==== SOURCE DATA

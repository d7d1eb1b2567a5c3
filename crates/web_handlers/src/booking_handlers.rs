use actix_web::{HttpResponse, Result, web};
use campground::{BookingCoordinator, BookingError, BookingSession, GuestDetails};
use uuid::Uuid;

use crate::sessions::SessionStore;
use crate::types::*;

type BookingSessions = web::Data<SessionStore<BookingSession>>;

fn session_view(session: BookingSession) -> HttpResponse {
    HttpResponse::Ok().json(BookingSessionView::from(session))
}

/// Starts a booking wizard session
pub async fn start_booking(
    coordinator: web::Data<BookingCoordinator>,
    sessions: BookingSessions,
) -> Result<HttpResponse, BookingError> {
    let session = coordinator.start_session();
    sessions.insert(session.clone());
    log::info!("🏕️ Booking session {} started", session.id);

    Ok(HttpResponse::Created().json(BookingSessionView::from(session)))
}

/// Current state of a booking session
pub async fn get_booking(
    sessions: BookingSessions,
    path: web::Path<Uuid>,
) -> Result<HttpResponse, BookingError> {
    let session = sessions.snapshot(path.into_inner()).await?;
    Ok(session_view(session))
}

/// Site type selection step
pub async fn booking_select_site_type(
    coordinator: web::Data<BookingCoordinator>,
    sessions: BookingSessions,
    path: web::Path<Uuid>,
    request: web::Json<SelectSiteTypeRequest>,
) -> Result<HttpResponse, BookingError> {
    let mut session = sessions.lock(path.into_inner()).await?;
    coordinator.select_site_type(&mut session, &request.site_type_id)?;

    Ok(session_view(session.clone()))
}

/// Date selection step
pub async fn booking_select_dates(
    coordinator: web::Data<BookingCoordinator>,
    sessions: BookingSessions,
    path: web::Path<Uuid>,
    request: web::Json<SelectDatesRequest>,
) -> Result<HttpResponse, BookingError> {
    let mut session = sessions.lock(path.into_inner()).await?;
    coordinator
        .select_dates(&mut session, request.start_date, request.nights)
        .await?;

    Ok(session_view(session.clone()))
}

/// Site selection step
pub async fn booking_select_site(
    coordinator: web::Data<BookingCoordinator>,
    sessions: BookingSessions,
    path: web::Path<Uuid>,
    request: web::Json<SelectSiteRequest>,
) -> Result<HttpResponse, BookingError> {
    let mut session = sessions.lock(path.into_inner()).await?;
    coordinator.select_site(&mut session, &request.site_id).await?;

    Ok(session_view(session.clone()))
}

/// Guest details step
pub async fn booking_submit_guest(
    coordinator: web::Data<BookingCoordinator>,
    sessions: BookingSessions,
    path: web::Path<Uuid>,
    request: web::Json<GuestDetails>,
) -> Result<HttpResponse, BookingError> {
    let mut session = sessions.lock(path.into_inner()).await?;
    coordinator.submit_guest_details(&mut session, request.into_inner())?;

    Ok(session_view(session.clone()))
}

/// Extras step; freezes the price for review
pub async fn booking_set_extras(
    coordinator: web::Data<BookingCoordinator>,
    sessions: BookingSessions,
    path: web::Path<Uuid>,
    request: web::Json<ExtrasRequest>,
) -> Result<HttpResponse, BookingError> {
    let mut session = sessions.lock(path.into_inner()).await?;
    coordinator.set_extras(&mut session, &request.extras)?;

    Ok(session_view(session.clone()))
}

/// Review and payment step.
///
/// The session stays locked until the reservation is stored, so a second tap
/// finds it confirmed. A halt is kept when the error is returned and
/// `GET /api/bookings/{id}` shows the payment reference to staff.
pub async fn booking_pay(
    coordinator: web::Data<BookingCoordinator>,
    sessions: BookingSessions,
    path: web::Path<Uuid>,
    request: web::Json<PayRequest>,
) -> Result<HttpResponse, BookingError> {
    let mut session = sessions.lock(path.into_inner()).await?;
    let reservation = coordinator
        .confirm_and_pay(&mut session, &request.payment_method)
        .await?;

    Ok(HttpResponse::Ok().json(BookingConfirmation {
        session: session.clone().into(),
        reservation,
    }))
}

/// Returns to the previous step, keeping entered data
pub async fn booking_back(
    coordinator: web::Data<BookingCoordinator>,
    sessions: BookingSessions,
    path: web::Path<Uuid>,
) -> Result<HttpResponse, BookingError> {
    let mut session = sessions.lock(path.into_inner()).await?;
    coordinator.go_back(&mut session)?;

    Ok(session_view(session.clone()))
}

========

→ HOW TO COMPLETE THIS TASK
All the entries should be output exactly as given.

→ SOLUTION TO THE EXERCISE
repository d7d1eb1b2567a5c3
filename crates/web_handlers/src/booking_handlers.rs
use actix_web::{HttpResponse, Result, web};
use campground::{BookingCoordinator, BookingError, BookingSession, GuestDetails};
use uuid::Uuid;

use crate::sessions::SessionStore;
use crate::types::*;

type BookingSessions = web::Data<SessionStore<BookingSession>>;

fn session_view(session: BookingSession) -> HttpResponse {
    HttpResponse::Ok().json(BookingSessionView::from(session))
}

/// Starts a booking wizard session
pub async fn start_booking(
    coordinator: web::Data<BookingCoordinator>,
    sessions: BookingSessions,
) -> Result<HttpResponse, BookingError> {
    let session = coordinator.start_session();
    sessions.insert(session.clone());
    log::info!("🏕️ Booking session {} started", session.id);

    Ok(HttpResponse::Created().json(BookingSessionView::from(session)))
}

/// Current state of a booking session
pub async fn get_booking(
    sessions: BookingSessions,
    path: web::Path<Uuid>,
) -> Result<HttpResponse, BookingError> {
    let session = sessions.snapshot(path.into_inner()).await?;
    Ok(session_view(session))
}

/// Site type selection step
pub async fn booking_select_site_type(
    coordinator: web::Data<BookingCoordinator>,
    sessions: BookingSessions,
    path: web::Path<Uuid>,
    request: web::Json<SelectSiteTypeRequest>,
) -> Result<HttpResponse, BookingError> {
    let mut session = sessions.lock(path.into_inner()).await?;
    coordinator.select_site_type(&mut session, &request.site_type_id)?;

    Ok(session_view(session.clone()))
}

/// Date selection step
pub async fn booking_select_dates(
    coordinator: web::Data<BookingCoordinator>,
    sessions: BookingSessions,
    path: web::Path<Uuid>,
    request: web::Json<SelectDatesRequest>,
) -> Result<HttpResponse, BookingError> {
    let mut session = sessions.lock(path.into_inner()).await?;
    coordinator
        .select_dates(&mut session, request.start_date, request.nights)
        .await?;

    Ok(session_view(session.clone()))
}

/// Site selection step
pub async fn booking_select_site(
    coordinator: web::Data<BookingCoordinator>,
    sessions: BookingSessions,
    path: web::Path<Uuid>,
    request: web::Json<SelectSiteRequest>,
) -> Result<HttpResponse, BookingError> {
    let mut session = sessions.lock(path.into_inner()).await?;
    coordinator.select_site(&mut session, &request.site_id).await?;

    Ok(session_view(session.clone()))
}

/// Guest details step
pub async fn booking_submit_guest(
    coordinator: web::Data<BookingCoordinator>,
    sessions: BookingSessions,
    path: web::Path<Uuid>,
    request: web::Json<GuestDetails>,
) -> Result<HttpResponse, BookingError> {
    let mut session = sessions.lock(path.into_inner()).await?;
    coordinator.submit_guest_details(&mut session, request.into_inner())?;

    Ok(session_view(session.clone()))
}

/// Extras step; freezes the price for review
pub async fn booking_set_extras(
    coordinator: web::Data<BookingCoordinator>,
    sessions: BookingSessions,
    path: web::Path<Uuid>,
    request: web::Json<ExtrasRequest>,
) -> Result<HttpResponse, BookingError> {
    let mut session = sessions.lock(path.into_inner()).await?;
    coordinator.set_extras(&mut session, &request.extras)?;

    Ok(session_view(session.clone()))
}

/// Review and payment step.
///
/// The session stays locked until the reservation is stored, so a second tap
/// finds it confirmed. A halt is kept when the error is returned and
/// `GET /api/bookings/{id}` shows the payment reference to staff.
pub async fn booking_pay(
    coordinator: web::Data<BookingCoordinator>,
    sessions: BookingSessions,
    path: web::Path<Uuid>,
    request: web::Json<PayRequest>,
) -> Result<HttpResponse, BookingError> {
    let mut session = sessions.lock(path.into_inner()).await?;
    let reservation = coordinator
        .confirm_and_pay(&mut session, &request.payment_method)
        .await?;

    Ok(HttpResponse::Ok().json(BookingConfirmation {
        session: session.clone().into(),
        reservation,
    }))
}

/// Returns to the previous step, keeping entered data
pub async fn booking_back(
    coordinator: web::Data<BookingCoordinator>,
    sessions: BookingSessions,
    path: web::Path<Uuid>,
) -> Result<HttpResponse, BookingError> {
    let mut session = sessions.lock(path.into_inner()).await?;
    coordinator.go_back(&mut session)?;

    Ok(session_view(session.clone()))
}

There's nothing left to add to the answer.